2.HAVE YOUR EFFECTS ATOMIC & TEAR THEM DOWN

Similarly, it is not super obvious (to the newcomer’s eye at least), that you can have multiple useEffects(). You can adhere to the Single Responsibility principle right there — the only good Effects are the ones that you can grasp in a twinkling of an eye. Use one each for every single thing you want to achieve, don’t lump multiple different things together in a somewhat-“constructor”-type of thinking. This keeps the dependency arrays small and controllable, and there are fewer cases of peculiar “But this CANNOT EVEN happen!!”.

Moreover, Effects have a function designed to clean them up, or the teardown function. If your Effect starts any larger operation and then for some reason your component get’s re-rendered before your operation is finished, you are likely to get hit by that effect in a state where you forgot about it already. You can follow this example

// example: listening to the scroll event
useEffect(() => {
    const handler = (event) => { /* ... */ };
    document.addEventListener('scroll', handler);
    return () => document.removeEventListener('scroll', handler);
}, []);

// or you might do something later in life
useEffect(() => {
    const timeout = setTimeout(() => { /* ... */ }, 5000);
    return () => clearTimeout(timeout);
}, []);

Some asynchronous operations might not have a simple teardown operation, but you can at least tell your Promises to disregard the effect. This is at least responsible for the very ugly

Warning: Can’t perform a React state update on an unmounted component. This is a no-op, but it indicates a memory leak in your application.

If you are responsible, you clean your Browser Console of all of these warnings. It appears if you call a setState-or-similar function at a point where the teardown actually should have happened. This pattern solves that case:

// this example uses a fetch Promise,
// but it also works for stale setTimeout handlers etc.

useEffect(() => {
    let mounted = true;
    fetch('/whatever').then(() => {
        if (mounted) {
            setState(true);
        }
    };
    return () => { mounted = false };
}, []);

// if you do not check for the value of mounted,
// the "memory leak" error can appear, if the
// fetch returns when the component updated meanwhile.

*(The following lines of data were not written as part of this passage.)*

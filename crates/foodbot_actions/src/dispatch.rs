//! Inbound message handling from routing to reply.

use crate::{ActionContext, ActionId, RouteOutcome, SnapshotStore};
use foodbot_core::InboundMessage;
use foodbot_error::ActionResult;
use foodbot_interface::ChatPlatform;
use std::sync::Arc;
use tracing::{error, info, instrument, warn};

/// What happened to an inbound message.
#[derive(Debug, Clone, PartialEq, Eq)]
pub enum DispatchOutcome {
    /// Not a command, or not one the author may run.
    Ignored,
    /// A command outside a guild; the apology was sent.
    Apologized,
    /// The action refused its arguments; the message was sent back.
    Rejected(String),
    /// The action ran to completion.
    Completed(ActionId),
}

/// Routes inbound messages and runs the resolved actions.
///
/// Holds no per-message state; every message is handled against the
/// snapshot current when it arrives.
#[derive(Clone)]
pub struct Dispatcher {
    platform: Arc<dyn ChatPlatform>,
    store: Arc<SnapshotStore>,
}

impl Dispatcher {
    /// Create a dispatcher.
    pub fn new(platform: Arc<dyn ChatPlatform>, store: Arc<SnapshotStore>) -> Self {
        Self { platform, store }
    }

    /// The settings store.
    pub fn store(&self) -> &Arc<SnapshotStore> {
        &self.store
    }

    /// Handle one inbound message.
    ///
    /// # Errors
    ///
    /// Returns operational failures of the action or of sending a reply.
    /// Usage errors are answered in the channel and reported as
    /// [`DispatchOutcome::Rejected`].
    #[instrument(
        skip(self, message),
        fields(
            platform = self.platform.platform_name(),
            author = %message.author.identity(),
            channel = %message.channel_id
        )
    )]
    pub async fn handle(&self, message: InboundMessage) -> ActionResult<DispatchOutcome> {
        let snapshot = self.store.current();

        let (kind, arguments) = match snapshot.router().route(&message) {
            RouteOutcome::Ignored(_) => return Ok(DispatchOutcome::Ignored),
            RouteOutcome::DirectMessage(apology) => {
                self.platform
                    .send_message(message.channel_id, apology)
                    .await?;
                return Ok(DispatchOutcome::Apologized);
            }
            RouteOutcome::Resolved(command) => (
                command.action().kind().clone(),
                command.arguments().to_vec(),
            ),
        };

        let action = match kind.instantiate(&arguments) {
            Ok(action) => action,
            Err(e) => return self.reject(&message, e).await,
        };

        let id = action.id();
        info!(action = %id, arguments = arguments.len(), "Running action");

        let channel = message.channel_id;
        let ctx = ActionContext::new(
            Arc::clone(&self.platform),
            Arc::clone(&self.store),
            snapshot,
            message,
        );

        match action.execute(&ctx).await {
            Ok(()) => {
                info!(action = %id, "Action finished");
                Ok(DispatchOutcome::Completed(id))
            }
            Err(e) if e.user_message().is_some() => self.reject(ctx.message(), e).await,
            Err(e) => {
                error!(action = %id, %channel, error = %e, "Action failed");
                Err(e)
            }
        }
    }

    async fn reject(
        &self,
        message: &InboundMessage,
        err: foodbot_error::ActionError,
    ) -> ActionResult<DispatchOutcome> {
        let Some(reply) = err.user_message() else {
            return Err(err);
        };

        warn!(error = %err, "Action rejected its arguments");
        self.platform
            .send_message(message.channel_id, reply)
            .await?;
        Ok(DispatchOutcome::Rejected(reply.to_string()))
    }
}

impl std::fmt::Debug for Dispatcher {
    fn fmt(&self, f: &mut std::fmt::Formatter<'_>) -> std::fmt::Result {
        f.debug_struct("Dispatcher")
            .field("platform", &self.platform.platform_name())
            .field("settings", self.store.paths())
            .finish()
    }
}
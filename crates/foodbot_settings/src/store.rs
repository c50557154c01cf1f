//! Current settings snapshot with atomic reload.

use crate::{BotSettings, RepairReport, SettingsPaths};
use foodbot_error::SettingsResult;
use parking_lot::RwLock;
use std::sync::Arc;
use tracing::{error, info, instrument, warn};

/// Something that can be compiled from freshly loaded settings.
///
/// Implementations run their own validation; an error keeps the previous
/// snapshot in place on reload.
pub trait FromSettings: Sized + Send + Sync {
    /// Build the snapshot from loaded settings.
    fn from_settings(settings: BotSettings) -> SettingsResult<Self>;
}

impl FromSettings for BotSettings {
    fn from_settings(settings: BotSettings) -> SettingsResult<Self> {
        settings.validate()?;
        Ok(settings)
    }
}

/// Holds the current immutable snapshot.
///
/// Readers clone the `Arc` and keep a consistent view for as long as they
/// hold it; [`reload`](Self::reload) replaces the whole snapshot at once.
#[derive(Debug)]
pub struct SettingsStore<T> {
    paths: SettingsPaths,
    current: RwLock<Arc<T>>,
}

impl<T: FromSettings> SettingsStore<T> {
    /// Wrap an already built snapshot.
    pub fn new(paths: SettingsPaths, snapshot: T) -> Self {
        Self {
            paths,
            current: RwLock::new(Arc::new(snapshot)),
        }
    }

    /// Load and compile settings without repairing.
    pub fn load(paths: SettingsPaths) -> SettingsResult<Self> {
        let snapshot = compile(&paths)?;
        Ok(Self::new(paths, snapshot))
    }

    /// Load settings; if a required field is missing or malformed, run the
    /// repair pass and load once more.
    ///
    /// # Errors
    ///
    /// Returns the second failure if loading still fails after repair, or
    /// the first failure if it is not something repair can fix.
    #[instrument(skip(paths), fields(settings = %paths.settings().display()))]
    pub fn load_or_repair(paths: SettingsPaths) -> SettingsResult<Self> {
        match compile(&paths) {
            Ok(snapshot) => Ok(Self::new(paths, snapshot)),
            Err(e) if e.is_repairable() => {
                warn!(error = %e, "Settings incomplete, running repair pass");
                let report = paths.repair()?;
                info!(added = ?report.added(), "Filled missing settings from defaults");

                let snapshot = compile(&paths).inspect_err(|e| {
                    error!(error = %e, "Settings still invalid after repair");
                })?;
                Ok(Self::new(paths, snapshot))
            }
            Err(e) => Err(e),
        }
    }

    /// The current snapshot.
    pub fn current(&self) -> Arc<T> {
        Arc::clone(&self.current.read())
    }

    /// Where the settings live.
    pub fn paths(&self) -> &SettingsPaths {
        &self.paths
    }

    /// Re-read every layer and swap the snapshot in.
    ///
    /// A failed reload leaves the previous snapshot untouched.
    #[instrument(skip(self), fields(settings = %self.paths.settings().display()))]
    pub fn reload(&self) -> SettingsResult<Arc<T>> {
        let snapshot = Arc::new(compile(&self.paths).inspect_err(|e| {
            warn!(error = %e, "Settings reload failed, keeping previous snapshot");
        })?);

        *self.current.write() = Arc::clone(&snapshot);
        info!("Settings reloaded");
        Ok(snapshot)
    }

    /// Run the repair pass against this store's files.
    pub fn repair(&self) -> SettingsResult<RepairReport> {
        self.paths.repair()
    }

    /// Write `settings` to this store's files.
    pub fn write(&self, settings: &BotSettings) -> SettingsResult<()> {
        self.paths.write(settings)
    }
}

fn compile<T: FromSettings>(paths: &SettingsPaths) -> SettingsResult<T> {
    T::from_settings(paths.load()?)
}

Side note: I also can not recall a single case in which the common React linter rule “exhaustivedeps” was worth ignoring. I had several occasions in which I believed to outsmart the stupid machine, only to end up in much larger problems down the road. Sure, things like Redux’ dispatch() might be cumbersome to include always, but I found that if I just make sure that exhaustive-deps never fires, I am more happy in the long run.

3.USEEFFECT() in too DEEP Functions

Especially in the context of data fetching, it might appear luring to put your useEffect() calls as deep (in the direction of the smallest components) as you can. Even more so, if you don’t have a rigid way of state management.

Now, I feel the point that this appears as “more modular” and flexible, but for me, has happend to situations where way too many requests were sent to our backends. You trade the modularity for the unpredictability of some Effects, so the best way I came to think of it was: Treat useEffect() like a bug.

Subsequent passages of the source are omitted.